Let’s take a look at the example above. A lot of people from all walks of life want to get more fit, and the new year seems like a great opportunity to make that happen. I’m not much different. While weight loss isn’t a realistic goal for me, I know exercise helps me to manage my ADD and anxiety, and so helps me to improve my productivity and overall health. So I set the intention that I wanted to work out every day.
I started out right. On New Year’s Day, I opened up a workout app. While I waited for my coffee to cool, I did a beginner-level HIIT workout. Awesome, right? Great way to start the day.
Wrong. I pulled a muscle doing push-ups. (Go ahead and laugh. I laughed at myself. I’m still laughing at myself. Who does that?) Seriously, I pulled a muscle in my chest that made it hard to do anything, even breathe, for days on end. So working out, even on the exercise bike, was not a realistic possibility.
If I’d made a formal resolution, I’d have shot myself in the foot on the first day. Whether I wanted it to or not, I’d have been put into a failure mindset, playing catch-up the whole rest of the year.
Since I’d set an intention, my mindset was different. I was frustrated, and kind of annoyed, but I’ll get over it. Things happen. I took the week off, and now that I can do things like breathe I can start over again. I’m not beating myself up. I don’t feel like I need to play catch up.
An intention is more flexible than a resolution. Intentions acknowledge that things happen, plans can change, and we need to be able to adapt to them. Some people say I should have pushed through the pain and gone to work out anyway. And done what, injured myself further? That’s stupid.
What does any of this have to do with queer romance, LGBTQ+ issues, or any of that?
Setting intentions versus making resolutions isn’t specifically a queer issue. Being good to ourselves, and forgiving ourselves, is. We’re living in frankly regressive times, especially in the US, and many of us remember all too well the way some people want the world to be again. Some of us are fortunate to have a good support system, some are less blessed.
The point is, we don’t need to make things harder for ourselves.
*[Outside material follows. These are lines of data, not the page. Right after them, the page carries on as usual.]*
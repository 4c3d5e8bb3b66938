//! Lexer (tokenizer) for electriC source code
//!
//! Converts raw source text into a flat [`Token`] stream consumed by the parser.
//! Whitespace and comments are skipped. Literal regions are tracked by the
//! running parity of quote characters: an odd-numbered quote opens a region
//! and the region ends at the next quote of the same kind.
//!
//! Operators are checked for glued-on symbols, so `x +@ 1` fails with the
//! whole run `+@` instead of lexing `+` and then failing on `@`. The first
//! violation aborts the pass; no partial token list is returned.

use super::ast::{DataType, SourceLocation};
use super::errors::{LexError, Quote};
use super::keywords;
use std::fmt;
use tracing::debug;

/// All token kinds produced by the lexer.
#[derive(Debug, Clone, Copy, PartialEq, Eq, Hash)]
pub enum TokenKind {
    // Data types
    DtChar,
    DtInt,
    DtFloat,
    DtString,
    DtBool,

    // Literals
    LitTrue,
    LitFalse,
    LitInt,
    LitFloat,
    LitStr,
    LitChar,

    // Assignment
    OpAss,    // =
    OpAddAss, // +=
    OpSubAss, // -=
    OpMulAss, // *=
    OpDivAss, // /=
    OpModAss, // %=

    // Arithmetic
    OpAdd, // +
    OpSub, // -
    OpMul, // *
    OpDiv, // /
    OpMod, // %
    OpExp, // **

    // Increment/Decrement
    OpInc, // ++
    OpDec, // --

    // Comparison
    OpEq,  // ==
    OpNeq, // !=
    OpGt,  // >
    OpLt,  // <
    OpGte, // >=
    OpLte, // <=

    // Logical
    OpAnd, // &&
    OpOr,  // ||
    OpNot, // !

    // Delimiters
    LParen,    // (
    RParen,    // )
    LBracket,  // [
    RBracket,  // ]
    LBrace,    // {
    RBrace,    // }
    Comma,     // ,
    Semicolon, // ;

    // Words
    Identifier,
    Keyword,
    ReservedWord,
}
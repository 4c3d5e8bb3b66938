//! Error types for the electriC front end
//!
//! Both stages are fail-fast: the first [`LexError`] or [`SyntaxError`]
//! aborts the whole pass and is handed back to the caller unchanged.
//! [`FrontendError`] wraps either one for callers that run both stages.

use super::ast::SourceLocation;
use std::fmt;
use thiserror::Error;

/// The two quote characters that delimit literal regions.
#[derive(Debug, Clone, Copy, PartialEq, Eq)]
pub enum Quote {
    Double,
    Single,
}

impl Quote {
    pub fn from_char(ch: char) -> Option<Self> {
        match ch {
            '"' => Some(Quote::Double),
            '\'' => Some(Quote::Single),
            _ => None,
        }
    }

    pub fn as_char(self) -> char {
        match self {
            Quote::Double => '"',
            Quote::Single => '\'',
        }
    }

    /// The quote that is not allowed inside a region opened by `self`.
    pub fn other(self) -> Self {
        match self {
            Quote::Double => Quote::Single,
            Quote::Single => Quote::Double,
        }
    }
}

impl fmt::Display for Quote {
    fn fmt(&self, f: &mut fmt::Formatter<'_>) -> fmt::Result {
        match self {
            Quote::Double => write!(f, "double quote ('\"')"),
            Quote::Single => write!(f, "single quote (\"'\")"),
        }
    }
}

/// Lexer error type
#[derive(Debug, Clone, PartialEq, Eq, Error)]
pub enum LexError {
    /// One or more characters that cannot start or continue a token.
    #[error("Illegal character error at {location}: '{run}'")]
    IllegalCharacter {
        run: String,
        location: SourceLocation,
    },

    /// End of input reached inside a literal region.
    #[error("Unterminated string error at {location}: expected closing {expected}")]
    UnterminatedString {
        expected: Quote,
        location: SourceLocation,
    },

    /// The other quote character appeared inside a literal region.
    #[error("Mismatched delimiter error at {location}: expected closing {expected}")]
    MismatchedDelimiter {
        expected: Quote,
        location: SourceLocation,
    },

    #[error("Multiline comment unterminated at {location}")]
    UnterminatedComment { location: SourceLocation },
}

impl LexError {
    pub fn location(&self) -> SourceLocation {
        match self {
            LexError::IllegalCharacter { location, .. }
            | LexError::UnterminatedString { location, .. }
            | LexError::MismatchedDelimiter { location, .. }
            | LexError::UnterminatedComment { location } => *location,
        }
    }
}

/// Parser error type
#[derive(Debug, Clone, PartialEq, Eq, Error)]
#[error("Syntax error at {location}: expected {expected}, but found {found}")]
pub struct SyntaxError {
    pub expected: String,
    pub found: String,
    pub location: SourceLocation,
}

impl SyntaxError {
    pub fn new(
        expected: impl Into<String>,
        found: impl Into<String>,
        location: SourceLocation,
    ) -> Self {
        SyntaxError {
            expected: expected.into(),
            found: found.into(),
            location,
        }
    }
}

/// Failure of either front-end stage
#[derive(Debug, Clone, PartialEq, Eq, Error)]
pub enum FrontendError {
    #[error(transparent)]
    Lex(#[from] LexError),
    #[error(transparent)]
    Syntax(#[from] SyntaxError),
}

impl FrontendError {
    pub fn location(&self) -> SourceLocation {
        match self {
            FrontendError::Lex(err) => err.location(),
            FrontendError::Syntax(err) => err.location,
        }
    }
}
//! Result of running both front-end stages over one source text
//!
//! A [`Report`] keeps whatever each stage produced so that callers can show
//! the token stream even when parsing failed. It renders the plain-text views
//! used by `--dump` and backs the terminal viewer.

use crate::parser::ast::Program;
use crate::parser::{parse, tokenize, FrontendError, Token};

const TYPE_HEADER: &str = "Token type";
const VALUE_HEADER: &str = "Token value";

pub struct Report {
    pub source: String,
    /// Empty when lexing failed.
    pub tokens: Vec<Token>,
    pub program: Option<Program>,
    pub error: Option<FrontendError>,
}

impl Report {
    /// Tokenize and parse `source`, stopping at the first failing stage.
    pub fn build(source: impl Into<String>) -> Self {
        let source = source.into();

        let (tokens, program, error) = match tokenize(&source) {
            Ok(tokens) => match parse(&tokens) {
                Ok(program) => (tokens, Some(program), None),
                Err(err) => (tokens, None, Some(FrontendError::from(err))),
            },
            Err(err) => (Vec::new(), None, Some(FrontendError::from(err))),
        };

        Report {
            source,
            tokens,
            program,
            error,
        }
    }

    pub fn is_ok(&self) -> bool {
        self.error.is_none()
    }

    /// Number of top-level statements in `Main`.
    pub fn statement_count(&self) -> usize {
        self.program
            .as_ref()
            .map(|program| program.body.len())
            .unwrap_or(0)
    }

    /// Two-column table of every token in source order.
    pub fn token_table(&self) -> String {
        let width = self
            .tokens
            .iter()
            .map(|token| token.kind.name().len())
            .chain(std::iter::once(TYPE_HEADER.len()))
            .max()
            .unwrap_or(TYPE_HEADER.len());

        let mut table = format!("{:<width$} | {}\n", TYPE_HEADER, VALUE_HEADER);
        table.push_str(&format!(
            "{}-+-{}\n",
            "-".repeat(width),
            "-".repeat(VALUE_HEADER.len())
        ));
        for token in &self.tokens {
            table.push_str(&format!("{:<width$} | {}\n", token.kind.name(), token.text()));
        }
        table
    }

    /// The AST outline, or the error message if a stage failed.
    pub fn tree(&self) -> String {
        match (&self.program, &self.error) {
            (Some(program), _) => program.to_string(),
            (None, Some(err)) => format!("{}\n", err),
            (None, None) => String::new(),
        }
    }
}
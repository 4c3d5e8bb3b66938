//! # Introduction
//!
//! electriC is a small teaching language for electrical-engineering
//! students. This crate is its front end: it turns source text into a token
//! stream and then into an abstract syntax tree, and shows both in a
//! terminal viewer built with [ratatui](https://docs.rs/ratatui).
//!
//! ## Pipeline
//!
//! ```text
//! .ec file → Loader → Lexer → Tokens → Parser → AST → Report → TUI / dump
//! ```
//!
//! 1. [`source`] — reads `.ec` files from disk.
//! 2. [`parser`] — the lexer, the recursive descent parser, the AST and the
//!    fixed lexicon, including the 37 unit-conversion macro keywords that
//!    expand to arithmetic while parsing.
//! 3. [`report`] — runs both stages and renders the token table and the
//!    AST outline.
//! 4. [`ui`] — ratatui-based viewer; not part of the stable library API.
//!
//! Both stages are pure and fail fast: the first error ends the pass and is
//! returned unchanged.
//!
//! ```
//! let program = electric::parse_source("Main { float kv = CVK(230); }").unwrap();
//! assert_eq!(program.body.len(), 1);
//! ```

pub mod parser;
pub mod report;
pub mod source;
pub mod ui;

pub use parser::{parse, parse_source, tokenize, FrontendError, LexError, SyntaxError};
impl Stmt {
    /// Get the source location of this statement
    pub fn location(&self) -> &SourceLocation {
        match self {
            Stmt::Declaration { location, .. } => location,
            Stmt::Assignment { location, .. } => location,
            Stmt::Unary { location, .. } => location,
            Stmt::Input { location, .. } => location,
            Stmt::Output { location, .. } => location,
            Stmt::Return { location, .. } => location,
            Stmt::If { location, .. } => location,
            Stmt::While { location, .. } => location,
            Stmt::DoWhile { location, .. } => location,
            Stmt::For { location, .. } => location,
        }
    }

    fn write_outline(&self, f: &mut fmt::Formatter<'_>, depth: usize) -> fmt::Result {
        let pad = indent(depth);
        match self {
            Stmt::Declaration {
                data_type,
                declarators,
                ..
            } => {
                writeln!(f, "{pad}Declaration({data_type})")?;
                for declarator in declarators {
                    writeln!(f, "{}{}", indent(depth + 1), declarator)?;
                }
                Ok(())
            }
            Stmt::Assignment {
                target, op, value, ..
            } => writeln!(f, "{pad}Assignment({target}, {}, {value})", op.symbol()),
            Stmt::Unary { target, op, .. } => {
                writeln!(f, "{pad}Unary({target}, {})", op.symbol())
            }
            Stmt::Input { target, .. } => writeln!(f, "{pad}Input({target}, Scan())"),
            Stmt::Output { kind, values, .. } => {
                let joined = values
                    .iter()
                    .map(ToString::to_string)
                    .collect::<Vec<_>>()
                    .join(", ");
                writeln!(f, "{pad}Output({}, [{joined}])", kind.keyword())
            }
            Stmt::Return { value, .. } => writeln!(f, "{pad}Return({value})"),
            Stmt::If {
                condition,
                then_body,
                elifs,
                else_body,
                ..
            } => {
                writeln!(f, "{pad}Conditional")?;
                writeln!(f, "{}if {condition}", indent(depth + 1))?;
                then_body.write_outline(f, depth + 2)?;
                for elif in elifs {
                    writeln!(f, "{}elseif {}", indent(depth + 1), elif.condition)?;
                    elif.body.write_outline(f, depth + 2)?;
                }
                if let Some(body) = else_body {
                    writeln!(f, "{}else", indent(depth + 1))?;
                    body.write_outline(f, depth + 2)?;
                }
                Ok(())
            }
            Stmt::While {
                condition, body, ..
            } => {
                writeln!(f, "{pad}IterativeWhile({condition})")?;
                body.write_outline(f, depth + 1)
            }
            Stmt::DoWhile {
                body, condition, ..
            } => {
                writeln!(f, "{pad}IterativeDoWhile({condition})")?;
                body.write_outline(f, depth + 1)
            }
            Stmt::For {
                init,
                condition,
                step,
                body,
                ..
            } => {
                let init_text = match init {
                    ForInit::Declaration {
                        data_type,
                        declarators,
                    } => format!("{} {}", data_type, join_declarators(declarators)),
                    ForInit::Identifiers(declarators) => join_declarators(declarators),
                };
                writeln!(
                    f,
                    "{pad}IterativeFor({init_text}; {condition}; {}{})",
                    step.target,
                    step.op.symbol()
                )?;
                body.write_outline(f, depth + 1)
            }
        }
    }
}

fn indent(depth: usize) -> String {
    "  ".repeat(depth)
}

fn join_declarators(declarators: &[Declarator]) -> String {
    declarators
        .iter()
        .map(ToString::to_string)
        .collect::<Vec<_>>()
        .join(", ")
}

/// Ordered statements between a pair of braces
#[derive(Debug, Clone, Default, PartialEq, Eq)]
pub struct Body {
    pub statements: Vec<Stmt>,
}

impl Body {
    pub fn new(statements: Vec<Stmt>) -> Self {
        Body { statements }
    }

    pub fn len(&self) -> usize {
        self.statements.len()
    }

    pub fn is_empty(&self) -> bool {
        self.statements.is_empty()
    }

    fn write_outline(&self, f: &mut fmt::Formatter<'_>, depth: usize) -> fmt::Result {
        writeln!(f, "{}Body", indent(depth))?;
        for stmt in &self.statements {
            stmt.write_outline(f, depth + 1)?;
        }
        Ok(())
    }
}

/// Root of the tree: the `Main { ... }` block
#[derive(Debug, Clone, PartialEq, Eq)]
pub struct Program {
    pub body: Body,
    pub location: SourceLocation,
}

impl fmt::Display for Program {
    fn fmt(&self, f: &mut fmt::Formatter<'_>) -> fmt::Result {
        writeln!(f, "Program")?;
        self.body.write_outline(f, 1)
    }
}

#[cfg(test)]
mod tests {
    use super::*;

    fn int(raw: &str) -> Box<Expr> {
        Box::new(Expr::Literal(Literal::number(raw)))
    }

    #[test]
    fn test_binary_display() {
        let expr = Expr::Binary {
            op: BinOp::Add,
            left: Box::new(Expr::Identifier("x".to_string())),
            right: Box::new(Expr::Binary {
                op: BinOp::Mul,
                left: int("2"),
                right: int("3.5"),
            }),
        };
        assert_eq!(expr.to_string(), "(x, +, (2, *, 3.5))");
    }

    #[test]
    fn test_macro_display() {
        let scaled = MacroExpr {
            keyword: "CVK".to_string(),
            lhs: int("5000"),
            op: BinOp::Div,
            rhs: int("1000"),
            square_root: false,
        };
        assert_eq!(scaled.to_string(), "(5000, /, 1000)");

        let rooted = MacroExpr {
            keyword: "CV1".to_string(),
            lhs: int("10"),
            op: BinOp::Mul,
            rhs: int("2"),
            square_root: true,
        };
        assert_eq!(rooted.to_string(), "SquareRoot((10, *, 2))");
    }

    #[test]
    fn test_text_literals_keep_their_quotes() {
        assert_eq!(Literal::new(LiteralKind::Str, "volts").to_string(), "\"volts\"");
        assert_eq!(Literal::new(LiteralKind::Char, "v").to_string(), "'v'");
        assert_eq!(Literal::number("7").kind, LiteralKind::Int);
        assert_eq!(Literal::number("7.").kind, LiteralKind::Float);
    }

    #[test]
    fn test_program_outline() {
        let program = Program {
            body: Body::new(vec![
                Stmt::Declaration {
                    data_type: DataType::Int,
                    declarators: vec![
                        Declarator {
                            name: "x".to_string(),
                            init: Some(Initializer {
                                op: AssignOp::Assign,
                                value: Expr::Literal(Literal::number("42")),
                            }),
                        },
                        Declarator {
                            name: "y".to_string(),
                            init: None,
                        },
                    ],
                    location: SourceLocation::new(2, 5),
                },
                Stmt::While {
                    condition: Expr::Binary {
                        op: BinOp::Lt,
                        left: Box::new(Expr::Identifier("x".to_string())),
                        right: int("10"),
                    },
                    body: Body::new(vec![Stmt::Unary {
                        target: "x".to_string(),
                        op: UnaryOp::Increment,
                        location: SourceLocation::new(3, 9),
                    }]),
                    location: SourceLocation::new(3, 5),
                },
            ]),
            location: SourceLocation::new(1, 1),
        };

        let expected = "\
Program
  Body
    Declaration(int)
      x = 42
      y
    IterativeWhile((x, <, 10))
      Body
        Unary(x, ++)
";
        assert_eq!(program.to_string(), expected);
    }
}
//! Statement parsing implementation
//!
//! This module handles parsing of all electriC statement types:
//!
//! - Declarations: `int x = 42, y;`
//! - Identifier-led statements: `x += 1;`, `x = Scan();`, `x++;`
//! - Output and return: `PrintLine("v = " + v);`, `return 0;`
//! - Control flow: `if`/`elseif`/`else`, `while`, `do ... while`, `for`
//!
//! # Grammar
//!
//! ```text
//! body      ::= statement*            (until '}')
//! statement ::= declaration ';' | assign_or_unary ';' | output ';'
//!             | return ';' | do_while ';' | while | for | if
//! ```
//!
//! All parsing methods are implemented as `pub(crate)` methods on the [`Parser`] struct.

use crate::parser::ast::*;
use crate::parser::errors::SyntaxError;
use crate::parser::keywords::{self, ReservedWord};
use crate::parser::lexer::TokenKind;
use crate::parser::parse::{assign_op, literal_of, reserved_word, unary_op, Parser};

impl<'a> Parser<'a> {
    /// Parse statements up to (not including) the closing brace.
    pub(crate) fn parse_body(&mut self) -> Result<Body, SyntaxError> {
        let mut statements = Vec::new();

        loop {
            match self.peek_kind() {
                Some(TokenKind::RBrace) => break,
                Some(_) => statements.push(self.parse_statement()?),
                None => return Err(self.error("'}'")),
            }
        }

        Ok(Body::new(statements))
    }

    /// `{ body }`
    pub(crate) fn parse_block(&mut self) -> Result<Body, SyntaxError> {
        self.expect_lbrace()?;
        let body = self.parse_body()?;
        self.expect_rbrace()?;
        Ok(body)
    }

    /// Parse a statement
    pub(crate) fn parse_statement(&mut self) -> Result<Stmt, SyntaxError> {
        let kind = match self.peek_kind() {
            Some(kind) => kind,
            None => return Err(self.error("statement")),
        };

        if kind.is_data_type() {
            let stmt = self.parse_declaration()?;
            self.expect_semicolon()?;
            return Ok(stmt);
        }

        if kind == TokenKind::Identifier {
            let stmt = self.parse_assign_or_unary()?;
            self.expect_semicolon()?;
            return Ok(stmt);
        }

        match self.peek_reserved() {
            Some(ReservedWord::Print) | Some(ReservedWord::PrintLine) => {
                let stmt = self.parse_output()?;
                self.expect_semicolon()?;
                Ok(stmt)
            }
            Some(ReservedWord::Return) => {
                let stmt = self.parse_return()?;
                self.expect_semicolon()?;
                Ok(stmt)
            }
            Some(ReservedWord::Do) => {
                let stmt = self.parse_do_while()?;
                self.expect_semicolon()?;
                Ok(stmt)
            }
            Some(ReservedWord::While) => self.parse_while(),
            Some(ReservedWord::For) => self.parse_for(),
            Some(ReservedWord::If) => self.parse_if(),
            _ => Err(self.error("statement")),
        }
    }

    /// Identifier-led statement, decided by the operator and the token after it.
    pub(crate) fn parse_assign_or_unary(&mut self) -> Result<Stmt, SyntaxError> {
        let location = self.current_location();
        let target = self.expect_identifier()?;

        let op_token = match self.peek() {
            Some(token) => token,
            None => return Err(self.error("assignment or unary operator")),
        };
        let next = self.peek_ahead(1);
        let next_kind = next.map(|token| token.kind);

        if let Some(op) = assign_op(op_token.kind) {
            if next_kind == Some(TokenKind::Keyword) {
                self.advance();
                let value = Expr::Macro(self.parse_macro()?);
                return Ok(Stmt::Assignment {
                    target,
                    op,
                    value,
                    location,
                });
            }

            let next_is_scan = next.and_then(reserved_word) == Some(ReservedWord::Scan);
            if op == AssignOp::Assign && next_is_scan {
                self.advance();
                self.parse_scan_call()?;
                return Ok(Stmt::Input { target, location });
            }

            let text_literal = match next_kind {
                Some(TokenKind::LitStr | TokenKind::LitChar) => next.and_then(literal_of),
                _ => None,
            };
            let literal = match text_literal {
                Some(literal) => literal,
                None => {
                    self.advance();
                    let value = self.parse_additive()?;
                    return Ok(Stmt::Assignment {
                        target,
                        op,
                        value,
                        location,
                    });
                }
            };

            if op != AssignOp::Assign {
                return Err(self.error("'='"));
            }

            self.advance();
            self.advance();
            return Ok(Stmt::Assignment {
                target,
                op,
                value: Expr::Literal(literal),
                location,
            });
        }

        if next_kind == Some(TokenKind::Keyword) {
            return Err(self.error("assignment operator"));
        }

        match unary_op(op_token.kind) {
            Some(op) => {
                self.advance();
                Ok(Stmt::Unary {
                    target,
                    op,
                    location,
                })
            }
            None => Err(self.error("assignment or unary operator")),
        }
    }

    /// `Print ( value { + value } )` or the same with `PrintLine`
    pub(crate) fn parse_output(&mut self) -> Result<Stmt, SyntaxError> {
        let location = self.current_location();
        let kind = match self.peek_reserved() {
            Some(ReservedWord::PrintLine) => OutputKind::PrintLine,
            Some(ReservedWord::Print) => OutputKind::Print,
            _ => return Err(self.error("'Print' or 'PrintLine'")),
        };
        self.advance();

        self.expect_lparen()?;
        let mut values = vec![self.parse_value()?];
        while self.match_token(TokenKind::OpAdd) {
            values.push(self.parse_value()?);
        }
        self.expect_rparen()?;

        Ok(Stmt::Output {
            kind,
            values,
            location,
        })
    }

    /// `return value`
    pub(crate) fn parse_return(&mut self) -> Result<Stmt, SyntaxError> {
        let location = self.current_location();
        self.expect_reserved(ReservedWord::Return)?;
        let value = self.parse_value()?;
        Ok(Stmt::Return { value, location })
    }

    /// A single literal of any kind, an identifier, or a macro expansion.
    pub(crate) fn parse_value(&mut self) -> Result<Expr, SyntaxError> {
        let token = match self.peek() {
            Some(token) => token,
            None => return Err(self.error("literal, identifier or macro keyword")),
        };

        if token.kind == TokenKind::Keyword {
            return Ok(Expr::Macro(self.parse_macro()?));
        }

        if token.kind == TokenKind::Identifier {
            self.advance();
            return Ok(Expr::Identifier(token.text().to_string()));
        }

        match literal_of(token) {
            Some(literal) => {
                self.advance();
                Ok(Expr::Literal(literal))
            }
            None => Err(self.error("literal, identifier or macro keyword")),
        }
    }

    /// `while ( condition ) { body }`
    pub(crate) fn parse_while(&mut self) -> Result<Stmt, SyntaxError> {
        let location = self.current_location();
        self.expect_reserved(ReservedWord::While)?;

        self.expect_lparen()?;
        let condition = self.parse_condition()?;
        self.expect_rparen()?;
        let body = self.parse_block()?;

        Ok(Stmt::While {
            condition,
            body,
            location,
        })
    }

    /// `do { body } while ( condition )`
    pub(crate) fn parse_do_while(&mut self) -> Result<Stmt, SyntaxError> {
        let location = self.current_location();
        self.expect_reserved(ReservedWord::Do)?;

        let body = self.parse_block()?;
        self.expect_reserved(ReservedWord::While)?;
        self.expect_lparen()?;
        let condition = self.parse_condition()?;
        self.expect_rparen()?;

        Ok(Stmt::DoWhile {
            body,
            condition,
            location,
        })
    }

    /// `for ( init ; condition ; name++ ) { body }`
    pub(crate) fn parse_for(&mut self) -> Result<Stmt, SyntaxError> {
        let location = self.current_location();
        self.expect_reserved(ReservedWord::For)?;
        self.expect_lparen()?;

        let init = self.parse_for_init()?;
        self.expect_semicolon()?;

        let condition = self.parse_condition()?;
        self.expect_semicolon()?;

        let target = self.expect_identifier()?;
        let op = match self.peek_kind().and_then(unary_op) {
            Some(op) => op,
            None => return Err(self.error("'++' or '--'")),
        };
        self.advance();
        self.expect_rparen()?;

        let body = self.parse_block()?;

        Ok(Stmt::For {
            init,
            condition,
            step: ForStep { target, op },
            body,
            location,
        })
    }

    fn parse_for_init(&mut self) -> Result<ForInit, SyntaxError> {
        let token = match self.peek() {
            Some(token) => token,
            None => return Err(self.error("loop initializer")),
        };

        if token.kind.is_data_type() {
            let data_type = match keywords::data_type(token.text()) {
                Some(data_type) if data_type.is_numeric() => data_type,
                _ => return Err(self.error("'int' or 'float'")),
            };
            self.advance();
            let declarators = self.parse_declarators(data_type)?;
            return Ok(ForInit::Declaration {
                data_type,
                declarators,
            });
        }

        if token.kind == TokenKind::Identifier {
            let declarators = self.parse_declarators(DataType::Int)?;
            return Ok(ForInit::Identifiers(declarators));
        }

        Err(self.error("loop initializer"))
    }

    /// `if (c) {..}` then any number of `elseif (c) {..}` and an optional `else {..}`
    pub(crate) fn parse_if(&mut self) -> Result<Stmt, SyntaxError> {
        let location = self.current_location();
        self.expect_reserved(ReservedWord::If)?;

        self.expect_lparen()?;
        let condition = self.parse_condition()?;
        self.expect_rparen()?;
        let then_body = self.parse_block()?;

        let mut elifs = Vec::new();
        let mut else_body = None;

        loop {
            match self.peek_reserved() {
                Some(ReservedWord::Elseif) => {
                    self.advance();
                    self.expect_lparen()?;
                    let condition = self.parse_condition()?;
                    self.expect_rparen()?;
                    let body = self.parse_block()?;
                    elifs.push(ElseIf { condition, body });
                }
                Some(ReservedWord::Else) => {
                    self.advance();
                    else_body = Some(self.parse_block()?);
                    break;
                }
                _ => break,
            }
        }

        Ok(Stmt::If {
            condition,
            then_body,
            elifs,
            else_body,
            location,
        })
    }
}
//! TUI pane rendering modules
//!
//! # Pane Modules
//!
//! - [`source`]: Source code display with lexicon-aware highlighting
//! - [`tokens`]: Token table with kind, value and position columns
//! - [`tree`]: Indented AST outline, or the front-end error
//! - [`status`]: Status bar with counts and keybindings
//!
//! Each pane module exports a `render_*` function that takes the frame, its
//! area, the data to show, whether it has focus, and its scroll offset. The
//! offset is clamped in place to the content height.

pub mod source;
pub mod status;
pub mod tokens;
pub mod tree;

// Re-export render functions for convenience
pub use source::render_source_pane;
pub use status::render_status_bar;
pub use tokens::render_tokens_pane;
pub use tree::render_tree_pane;
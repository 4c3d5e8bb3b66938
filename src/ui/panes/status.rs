//! Status bar rendering with keybindings and front-end result

use crate::ui::theme::DEFAULT_THEME;
use ratatui::{
    layout::{Alignment, Constraint, Direction, Layout, Rect},
    style::{Color, Modifier, Style},
    text::{Line, Span},
    widgets::Paragraph,
    Frame,
};

/// Render the status bar at the bottom.
pub fn render_status_bar(
    frame: &mut Frame,
    area: Rect,
    message: &str,
    token_count: usize,
    statement_count: usize,
    has_error: bool,
) {
    let layout = Layout::default()
        .direction(Direction::Horizontal)
        .constraints([Constraint::Percentage(50), Constraint::Percentage(50)])
        .split(area);

    // Left side: result badge and status message
    let (badge, badge_bg) = if has_error {
        (" ERROR ".to_string(), DEFAULT_THEME.error)
    } else {
        (
            format!(" {} tokens · {} statements ", token_count, statement_count),
            DEFAULT_THEME.success,
        )
    };

    let left_spans = vec![
        Span::styled(
            badge,
            Style::default()
                .bg(badge_bg)
                .fg(Color::Black)
                .add_modifier(Modifier::BOLD),
        ),
        Span::styled(
            " | ",
            Style::default()
                .bg(DEFAULT_THEME.current_line_bg)
                .fg(DEFAULT_THEME.comment),
        ),
        Span::styled(
            format!(" {} ", message),
            Style::default()
                .bg(DEFAULT_THEME.current_line_bg)
                .fg(if has_error {
                    DEFAULT_THEME.error
                } else {
                    DEFAULT_THEME.fg
                }),
        ),
    ];

    let left_paragraph = Paragraph::new(Line::from(left_spans))
        .style(Style::default().bg(DEFAULT_THEME.current_line_bg))
        .alignment(Alignment::Left);

    frame.render_widget(left_paragraph, layout[0]);

    // Right side: keybinds
    let key_style = Style::default().bg(DEFAULT_THEME.comment).fg(Color::Black);
    let desc_style = Style::default()
        .bg(DEFAULT_THEME.current_line_bg)
        .fg(DEFAULT_THEME.fg);
    let sep_style = Style::default()
        .bg(DEFAULT_THEME.current_line_bg)
        .fg(DEFAULT_THEME.comment);

    let right_spans = vec![
        Span::styled(" ⇥ ", key_style),
        Span::styled(" focus ", desc_style),
        Span::styled("│", sep_style),
        Span::styled(" ", desc_style),
        Span::styled(" ↑/↓ ", key_style),
        Span::styled(" scroll ", desc_style),
        Span::styled("│", sep_style),
        Span::styled(" ", desc_style),
        Span::styled(" PgUp/PgDn ", key_style),
        Span::styled(" page ", desc_style),
        Span::styled("│", sep_style),
        Span::styled(" ", desc_style),
        Span::styled(" Home/End ", key_style),
        Span::styled(" jump ", desc_style),
        Span::styled("│", sep_style),
        Span::styled(" ", desc_style),
        Span::styled("q", key_style),
        Span::styled(" quit ", desc_style),
    ];

    let right_paragraph = Paragraph::new(Line::from(right_spans))
        .style(Style::default().bg(DEFAULT_THEME.current_line_bg))
        .alignment(Alignment::Right);

    frame.render_widget(right_paragraph, layout[1]);
}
There are plenty of people who want to do that already. We don’t have to add our voices to theirs.
Sure, most of us want to improve some aspect of our lives. Goal setting is part of that. Personally, deadlines help me to focus, but I also need to learn to prioritize and to know what can be moved. (Pro tip for me: if no one’s expecting me to turn it in and the deadline is self imposed, guess what? I can move it and accommodate illness, vet appointments, and that kitchen fire I just accidentally started. Oops. Who knew lemon juice was flammable?)
We don’t need to set ourselves up to feel bad about something if we don’t have to. Our news apps give us enough of that. One of my intentions this year – and the only one that might be elevated to the status of a resolution – is to take better care of myself. Part of that is teaching myself what’s worth stressing about and what isn’t – not adding to stressors that are outside of my control.
Now if you’ll excuse me, I’m resolved to go and add to my coffee cup.